Stop after the line containing "let avg_utilization_pct = loads.iter().map(|l|": print each line exactly from the first line of the listing up to that point.

• **Dataset**:
════════════════════

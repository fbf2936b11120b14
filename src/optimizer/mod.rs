//! Optimizer entry point: `BuildLoads(params) -> { loads, summary, errors }`,
//!. Owns one run's `IdAllocator`, rate/sku/stack config
//! snapshot, and dispatches to the baseline or v2 strategy.

pub mod baseline;
pub mod load_builder;
pub mod params;
pub mod pair_priority;
pub mod v2;

use std::collections::HashMap;

use tracing::{info, instrument};

use crate::config::{RateTable, StrategicRules};
use crate::cost::CostCalculatorConfig;
use crate::domain::{format_load_number, Load, LoadStatus, OrderLine};
use crate::error::{Diagnostic, Result};
use crate::geo::Geo;
use crate::order_grouper::{self, EligibilityFilter};
use crate::routing::RoutingService;
use crate::storage::LoadRepository;

pub use load_builder::LoadBuilderContext;
pub use params::{AlgorithmVersion, OptimizerParams, V2Tuning};

#[derive(Debug, Clone, Default)]
pub struct StrategySummaryTotals {
    pub total_loads: usize,
    pub avg_utilization_pct: f64,
    pub total_miles: f64,
    pub est_cost: f64,
}

impl StrategySummaryTotals {
    fn from_loads(loads: &[Load]) -> Self {
        if loads.is_empty() {
            return Self::default();
        }
        let total_loads = loads.len();
        let avg_utilization_pct = loads.iter().map(|l| l.utilization_pct).sum::<f64>() / total_loads as f64;
        let total_miles = loads.iter().map(|l| l.estimated_miles).sum();
        let est_cost = loads.iter().map(|l| l.estimated_cost).sum();
        Self {
            total_loads,
            avg_utilization_pct,
            total_miles,
            est_cost,
        }
    }
}

#[derive(Debug, Clone, Default)]
pub struct BuildLoadsSummary {
    pub baseline: StrategySummaryTotals,
    pub optimized: StrategySummaryTotals,
    pub delta_total_loads: i64,
    pub delta_est_cost: f64,
}

#[derive(Debug, Clone, Default)]
pub struct BuildLoadsResult {
    pub loads: Vec<Load>,
    pub summary: BuildLoadsSummary,
    pub errors: HashMap<String, String>,
}

pub struct RunContext {
    pub geo: Geo,
    pub strategic: StrategyRulesSnapshot,
    pub rates: RateTable,
    pub routing: RoutingService,
    pub cost_config: CostCalculatorConfig,
}

/// Point-in-time snapshot of planning settings, captured once at run start so
/// a single `build_loads` call sees a consistent view even if shared config
/// changes mid-flight.
pub struct StrategyRulesSnapshot(pub StrategicRules);

/// `BuildLoads`. `lines` is the request-scoped order-line
/// buffer for `params.origin_plant`; the caller (the CLI or an embedding
/// service) is responsible for fetching it from `OrderRepository`.
#[instrument(name = "build_loads", skip(lines, ctx), fields(plant = %params.origin_plant))]
pub async fn build_loads(params: &OptimizerParams, lines: &[OrderLine], ctx: &RunContext) -> BuildLoadsResult {
    let errors = params.validate();
    if !errors.is_empty() {
        return BuildLoadsResult {
            loads: vec![],
            summary: BuildLoadsSummary::default(),
            errors,
        };
    }

    let mut sorted_lines: Vec<OrderLine> = lines
        .iter()
        .filter(|l| l.plant == params.origin_plant)
        .cloned()
        .collect();
    sorted_lines.sort_by(|a, b| a.so_num.cmp(&b.so_num));

    let groups = order_grouper::build_groups(&sorted_lines, &ctx.strategic.0, &ctx.geo);

    let filter = EligibilityFilter {
        manual_mode: params.manual_mode,
        state_filters: &params.state_filters,
        customer_filters: &params.customer_filters,
        min_due_date: None,
        max_due_date: params.batch_end_date,
        selected_so_nums: &params.selected_so_nums,
    };
    let mut eligible = filter.apply(groups);
    eligible.sort_by(|a, b| a.so_num.cmp(&b.so_num));

    if eligible.is_empty() {
        let mut errors = HashMap::new();
        errors.insert(
            "eligibility".to_string(),
            "no eligible order groups survived filtering (no open orders, all lines assigned, \
             batch horizon too tight, or a customer/state filter excludes everything)"
                .to_string(),
        );
        return BuildLoadsResult {
            loads: vec![],
            summary: BuildLoadsSummary::default(),
            errors,
        };
    }

    let Some(origin) = ctx.geo.plant_to_coords(&params.origin_plant) else {
        let mut errors = HashMap::new();
        errors.insert(
            "origin_plant".to_string(),
            format!("no coordinates known for plant {}", params.origin_plant),
        );
        return BuildLoadsResult {
            loads: vec![],
            summary: BuildLoadsSummary::default(),
            errors,
        };
    };

    let builder_ctx = LoadBuilderContext {
        geo: &ctx.geo,
        routing: &ctx.routing,
        rates: &ctx.rates,
        cost_config: ctx.cost_config.clone(),
        stack_overflow_max_height: params.stack_overflow_max_height,
        max_back_overhang_ft: params.max_back_overhang_ft,
        capacity_feet: Some(params.capacity_feet),
        base_time_window_days: params.time_window_days,
        planning_session_id: params.planning_session_id.clone(),
    };

    let baseline_loads = baseline::run(&eligible, origin, params, &builder_ctx).await;
    let optimized = match params.algorithm_version {
        AlgorithmVersion::V2 => v2::run(&eligible, origin, params, &builder_ctx).await,
        AlgorithmVersion::Baseline => baseline_loads.clone(),
    };

    let multi_order_over_capacity_all_rejected =
        !optimized.iter().any(|l| l.is_multi_order()) && eligible.len() > 1;
    let mut errors = HashMap::new();
    if multi_order_over_capacity_all_rejected {
        errors.insert(
            "multi_order_capacity".to_string(),
            "optimizer rejected all multi-order candidates because they exceeded capacity; \
             single-order over-capacity loads may still be returned"
                .to_string(),
        );
    }

    let baseline_summary = StrategySummaryTotals::from_loads(&baseline_loads);
    let optimized_summary = StrategySummaryTotals::from_loads(&optimized);

    let summary = BuildLoadsSummary {
        delta_total_loads: optimized_summary.total_loads as i64 - baseline_summary.total_loads as i64,
        delta_est_cost: optimized_summary.est_cost - baseline_summary.est_cost,
        baseline: baseline_summary,
        optimized: optimized_summary,
    };

    info!(
        loads = optimized.len(),
        avg_utilization = summary.optimized.avg_utilization_pct,
        "BuildLoads complete"
    );

    BuildLoadsResult {
        loads: optimized,
        summary,
        errors,
    }
}

/// Manual load builder: a caller picks `so_nums` explicitly rather than
/// letting the optimizer choose groupings.
pub async fn build_manual_load(
    params: &OptimizerParams,
    so_nums: &[String],
    lines: &[OrderLine],
    ctx: &RunContext,
) -> Result<Load, Diagnostic> {
    let mut sorted_lines: Vec<OrderLine> = lines
        .iter()
        .filter(|l| l.plant == params.origin_plant && so_nums.contains(&l.so_num))
        .cloned()
        .collect();
    sorted_lines.sort_by(|a, b| a.so_num.cmp(&b.so_num));

    let groups = order_grouper::build_groups(&sorted_lines, &ctx.strategic.0, &ctx.geo);
    let group_refs: Vec<&crate::domain::OrderGroup> = groups.iter().collect();

    let origin = ctx.geo.plant_to_coords(&params.origin_plant);
    let builder_ctx = LoadBuilderContext {
        geo: &ctx.geo,
        routing: &ctx.routing,
        rates: &ctx.rates,
        cost_config: ctx.cost_config.clone(),
        stack_overflow_max_height: params.stack_overflow_max_height,
        max_back_overhang_ft: params.max_back_overhang_ft,
        capacity_feet: Some(params.capacity_feet),
        base_time_window_days: params.time_window_days,
        planning_session_id: params.planning_session_id.clone(),
    };

    let mut id_alloc = crate::domain::IdAllocator::new();
    let load = load_builder::build_load(
        id_alloc.next(),
        &params.origin_plant,
        origin,
        &group_refs,
        crate::domain::BuildSource::Manual,
        &builder_ctx,
    )
    .await;

    if load.is_multi_order() && load.stack.exceeds_capacity {
        return Err(Diagnostic::MultiOrderOverCapacity {
            so_nums: load.so_nums.clone(),
        });
    }

    Ok(load)
}

#[cfg(test)]
mod tests {
    use super::*;
    use crate::domain::{StrategicCustomer, TrailerType};
    use crate::routing::{HaversineProvider, RoutingConfig};
    use chrono::NaiveDate;
    use std::collections::HashMap as Map;
    use std::sync::Arc;

    fn line(so: &str, zip: &str, state: &str, cust: &str, due: &str, length: f64) -> OrderLine {
        OrderLine {
            id: format!("{so}-1"),
            so_num: so.to_string(),
            plant: "IA".to_string(),
            item: "1".to_string(),
            sku: "SKU1".to_string(),
            qty: 2,
            unit_length_ft: length / 2.0,
            max_stack_height: 2,
            city: String::new(),
            state: state.to_string(),
            zip: zip.to_string(),
            due_date: NaiveDate::parse_from_str(due, "%Y-%m-%d").unwrap(),
            cust_name: cust.to_string(),
            category: None,
            is_excluded: false,
        }
    }

    fn test_context(strategic: StrategicRules) -> RunContext {
        let mut zip_coords = Map::new();
        zip_coords.insert("44101".to_string(), (41.5, -81.6));
        zip_coords.insert("44102".to_string(), (41.51, -81.58));
        let mut plant_coords = Map::new();
        plant_coords.insert("IA".to_string(), (41.6, -93.6));
        let geo = Geo::new(zip_coords, plant_coords);

        let routing = RoutingService::new(
            RoutingConfig {
                provider: None,
                ..RoutingConfig::default()
            },
            Some(Arc::new(HaversineProvider)),
            None,
        );

        RunContext {
            geo,
            strategic: StrategyRulesSnapshot(strategic),
            rates: RateTable::new(vec![], crate::config::constant::FUEL_SURCHARGE_PER_MILE),
            routing,
            cost_config: CostCalculatorConfig::default(),
        }
    }

    fn base_params() -> OptimizerParams {
        OptimizerParams {
            origin_plant: "IA".to_string(),
            capacity_feet: 53.0,
            trailer_type: TrailerType::StepDeck,
            max_detour_pct: 35.0,
            time_window_days: 7,
            enforce_time_window: true,
            geo_radius: 100.0,
            stack_overflow_max_height: 5,
            max_back_overhang_ft: 4.0,
            batch_end_date: None,
            state_filters: vec![],
            customer_filters: vec![],
            selected_so_nums: vec![],
            orders_start_date: None,
            ignore_past_due: false,
            algorithm_version: AlgorithmVersion::V2,
            manual_mode: false,
            planning_session_id: "test-session".to_string(),
            v2: V2Tuning::default(),
        }
    }

    // Two nearby same-state orders should merge into one load with positive
    // consolidation savings over shipping them separately.
    #[tokio::test]
    async fn two_nearby_orders_merge_into_one_load() {
        let ctx = test_context(StrategicRules::new(vec![]));
        let params = base_params();
        let lines = vec![
            line("SO1", "44101", "OH", "Joe's Hardware", "2026-01-10", 20.0),
            line("SO2", "44102", "OH", "Joe's Hardware", "2026-01-12", 20.0),
        ];

        let result = build_loads(&params, &lines, &ctx).await;

        assert!(result.errors.is_empty(), "{:?}", result.errors);
        assert_eq!(result.loads.len(), 1);
        let load = &result.loads[0];
        assert_eq!(load.so_nums.len(), 2);
        assert!(load.consolidation_savings > 0.0);
    }

    // A no-mix strategic customer never shares a load, and its load carries
    // return_to_origin from the strategic rule.
    #[tokio::test]
    async fn no_mix_customer_is_never_merged() {
        let strategic = StrategicRules::new(vec![StrategicCustomer {
            key: "lowes".into(),
            label: "Lowe's".into(),
            patterns: vec!["LOWES".into()],
            default_due_date_flex_days: None,
            no_mix: true,
            default_wedge_51: false,
            requires_return_to_origin: true,
            ignore_for_optimization: false,
        }]);
        let ctx = test_context(strategic);
        let params = base_params();
        let lines = vec![
            line("SO1", "44101", "OH", "Lowe's Home Centers", "2026-01-10", 20.0),
            line("SO2", "44102", "OH", "Joe's Hardware", "2026-01-12", 20.0),
        ];

        let result = build_loads(&params, &lines, &ctx).await;

        assert_eq!(result.loads.len(), 2);
        let lowes_load = result.loads.iter().find(|l| l.so_nums == vec!["SO1".to_string()]).unwrap();
        assert!(lowes_load.return_to_origin);
    }

    #[tokio::test]
    async fn empty_eligible_set_reports_eligibility_error() {
        let ctx = test_context(StrategicRules::new(vec![]));
        let params = base_params();
        let result = build_loads(&params, &[], &ctx).await;
        assert!(result.loads.is_empty());
        assert!(result.errors.contains_key("eligibility"));
    }

    #[tokio::test]
    async fn invalid_params_short_circuit_with_no_loads() {
        let ctx = test_context(StrategicRules::new(vec![]));
        let mut params = base_params();
        params.origin_plant = String::new();
        let result = build_loads(&params, &[], &ctx).await;
        assert!(result.loads.is_empty());
        assert!(result.errors.contains_key("origin_plant"));
    }

    #[tokio::test]
    async fn build_loads_is_deterministic_across_runs() {
        let ctx = test_context(StrategicRules::new(vec![]));
        let params = base_params();
        let lines = vec![
            line("SO1", "44101", "OH", "Joe's Hardware", "2026-01-10", 20.0),
            line("SO2", "44102", "OH", "Joe's Hardware", "2026-01-12", 20.0),
        ];
        let first = build_loads(&params, &lines, &ctx).await;
        let second = build_loads(&params, &lines, &ctx).await;
        assert_eq!(first.loads.len(), second.loads.len());
        let first_so: Vec<Vec<String>> = first.loads.iter().map(|l| l.so_nums.clone()).collect();
        let second_so: Vec<Vec<String>> = second.loads.iter().map(|l| l.so_nums.clone()).collect();
        assert_eq!(first_so, second_so);
    }
}

/// Replace a session/plant's prior PROPOSED/DRAFT loads with `loads` inside
/// one delete-then-insert pass, minting each a `load_number` on the way in.
/// `APPROVED` loads are never touched here — `clear_draft_loads` only
/// deletes PROPOSED/DRAFT rows.
#[instrument(name = "persist_plan", skip(loads, repo))]
pub async fn persist_plan(
    mut loads: Vec<Load>,
    plant: &str,
    session_id: &str,
    year: i32,
    repo: &dyn LoadRepository,
) -> Result<Vec<Load>> {
    repo.clear_draft_loads(plant, session_id).await?;
    for load in &mut loads {
        let seq = repo.next_load_sequence(plant, year).await?;
        let is_draft = load.status == LoadStatus::Draft;
        load.load_number = Some(format_load_number(plant, year, seq, is_draft));
        repo.create_load(load).await?;
        for (order_line_id, feet) in &load.line_feet {
            repo.create_load_line(load.id, order_line_id, *feet).await?;
        }
    }
    Ok(loads)
}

════════════════════

• **Exercise result**:
repository fbf2936b11120b14
filename src/optimizer/mod.rs
//! Optimizer entry point: `BuildLoads(params) -> { loads, summary, errors }`,
//!. Owns one run's `IdAllocator`, rate/sku/stack config
//! snapshot, and dispatches to the baseline or v2 strategy.

pub mod baseline;
pub mod load_builder;
pub mod params;
pub mod pair_priority;
pub mod v2;

use std::collections::HashMap;

use tracing::{info, instrument};

use crate::config::{RateTable, StrategicRules};
use crate::cost::CostCalculatorConfig;
use crate::domain::{format_load_number, Load, LoadStatus, OrderLine};
use crate::error::{Diagnostic, Result};
use crate::geo::Geo;
use crate::order_grouper::{self, EligibilityFilter};
use crate::routing::RoutingService;
use crate::storage::LoadRepository;

pub use load_builder::LoadBuilderContext;
pub use params::{AlgorithmVersion, OptimizerParams, V2Tuning};

#[derive(Debug, Clone, Default)]
pub struct StrategySummaryTotals {
    pub total_loads: usize,
    pub avg_utilization_pct: f64,
    pub total_miles: f64,
    pub est_cost: f64,
}

impl StrategySummaryTotals {
    fn from_loads(loads: &[Load]) -> Self {
        if loads.is_empty() {
            return Self::default();
        }
        let total_loads = loads.len();
        let avg_utilization_pct = loads.iter().map(|l| l.utilization_pct).sum::<f64>() / total_loads as f64;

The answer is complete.